WORK REQUEST:
Using the records below, copy every line that holds the string "crate".

DATASET RECORDS:
use super::Shape;
use crate::renderer::batch::PrimitiveBatch;
use crate::renderer::sprite::Sprite;
use crate::renderer::Rect;
use crate::renderer::SpriteBatch;
use glam::Vec2;
use glam::Vec4;

pub const DEFAULT_PARTICLE_RADIUS: f32 = 5.0;

#[derive(Copy, Clone, Debug, PartialEq)]
pub struct Line {
    pub position: Vec2,
    pub end: Vec2,
    pub width: f32,
    pub color: Vec4,
}

impl Line {
    pub fn new(start: Vec2, end: Vec2, color: Vec4, width: f32) -> Self {
        Self { position: start, end, width, color }
    }

    pub fn from_angle(start: Vec2, angle: f32, distance: f32, color: Vec4, width: f32) -> Self {
        Self { position: start, end: start + Vec2::from_angle(angle) * distance, width, color }
    }

    pub fn draw_segment(batch: &mut dyn SpriteBatch, primitives: &PrimitiveBatch, start: Vec2, end: Vec2, color: Vec4, width: f32) {
        let edge = end - start;
        let angle = edge.y.atan2(edge.x);
        let destination = Rect::from_vec2(start, Vec2::new(edge.length(), width));

        batch.draw(&Sprite::new_stretched(primitives.white_pixel(), destination, angle, color));
    }

    /// Pushes `position` out to `particle_radius` on the left-hand side (normal `(-dir.y, dir.x)`) of the segment.
    pub fn constrain_to_side(position: Vec2, start: Vec2, end: Vec2, particle_radius: f32) -> Vec2 {
        let direction = end - start;
        let length = direction.length();

        if length < 0.001 {
            return position;
        }

        let direction = direction / length;
        let normal = Vec2::new(-direction.y, direction.x);
        let to_particle = position - start;

        let side = to_particle.dot(normal);
        let projection = to_particle.dot(direction).clamp(0.0, length);
        let closest = start + direction * projection;

        if side < particle_radius {
            closest + normal * particle_radius
        } else {
            position
        }
    }

    pub fn start(&self) -> Vec2 {
        self.position
    }
}

impl Shape for Line {
    fn draw(&self, batch: &mut dyn SpriteBatch, primitives: &PrimitiveBatch) {
        Self::draw_segment(batch, primitives, self.position, self.end, self.color, self.width);
    }
}

#[cfg(test)]
mod tests {
    use super::*;
    use crate::shapes::tests::*;
    use std::f32::consts;

    #[test]
    fn draw_emits_one_rotated_sprite() {
        let (mut sprites, primitives) = recorder();
        Line::new(Vec2::new(10.7, 20.2), Vec2::new(10.7, 30.2), Vec4::ONE, 2.9).draw(&mut sprites, &primitives);

        assert_eq!(sprites.len(), 1);
        assert_eq!(sprites[0].position, Vec2::new(10.0, 20.0));
        assert_eq!(sprites[0].size, Some(Vec2::new(10.0, 2.0)));
        assert!((sprites[0].rotation - consts::FRAC_PI_2).abs() < 1e-6);
        assert_eq!(sprites[0].anchor, Vec2::ZERO);
    }

    #[test]
    fn from_angle_offsets_from_start() {
        let line = Line::from_angle(Vec2::new(5.0, 5.0), 0.0, 10.0, Vec4::ONE, 1.0);
        assert_eq!(line.end, Vec2::new(15.0, 5.0));

        let line = Line::from_angle(Vec2::new(5.0, 5.0), consts::FRAC_PI_2, 4.0, Vec4::ONE, 1.0);
        assert!(line.end.distance(Vec2::new(5.0, 9.0)) < 1e-5);
    }

    #[test]
    fn horizontal_line_fills_row() {
        let (mut canvas, primitives) = canvas(20, 10);
        Line::new(Vec2::new(2.0, 3.0), Vec2::new(12.0, 3.0), Vec4::ONE, 1.0).draw(&mut canvas, &primitives);

        assert_eq!(canvas.count(WHITE), 10);
        assert_eq!(canvas.pixel(2, 3), Some(WHITE));
        assert_eq!(canvas.pixel(11, 3), Some(WHITE));
        assert_eq!(canvas.pixel(12, 3), Some([0, 0, 0, 0]));
    }

    #[test]
    fn particle_below_radius_is_pushed_out() {
        let start = Vec2::new(0.0, 0.0);
        let end = Vec2::new(10.0, 0.0);

        let pushed = Line::constrain_to_side(Vec2::new(4.0, 2.0), start, end, DEFAULT_PARTICLE_RADIUS);
        assert_eq!(pushed, Vec2::new(4.0, 5.0));

        let crossed = Line::constrain_to_side(Vec2::new(3.0, -7.0), start, end, DEFAULT_PARTICLE_RADIUS);
        assert_eq!(crossed, Vec2::new(3.0, 5.0));
    }

    #[test]
    fn particle_outside_radius_is_untouched() {
        let position = Vec2::new(4.0, 8.0);
        assert_eq!(Line::constrain_to_side(position, Vec2::ZERO, Vec2::new(10.0, 0.0), 5.0), position);
    }

    #[test]
    fn projection_is_clamped_to_segment() {
        let pushed = Line::constrain_to_side(Vec2::new(-6.0, 1.0), Vec2::ZERO, Vec2::new(10.0, 0.0), 5.0);
        assert_eq!(pushed, Vec2::new(0.0, 5.0));

        let pushed = Line::constrain_to_side(Vec2::new(16.0, 1.0), Vec2::ZERO, Vec2::new(10.0, 0.0), 5.0);
        assert_eq!(pushed, Vec2::new(10.0, 5.0));
    }

    #[test]
    fn degenerate_segment_returns_position() {
        let position = Vec2::new(1.0, 1.0);
        assert_eq!(Line::constrain_to_side(position, Vec2::new(2.0, 2.0), Vec2::new(2.0005, 2.0), 5.0), position);
    }
}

SOLVED EXERCISE:
use crate::renderer::batch::PrimitiveBatch;
use crate::renderer::sprite::Sprite;
use crate::renderer::Rect;
use crate::renderer::SpriteBatch;
    use crate::shapes::tests::*;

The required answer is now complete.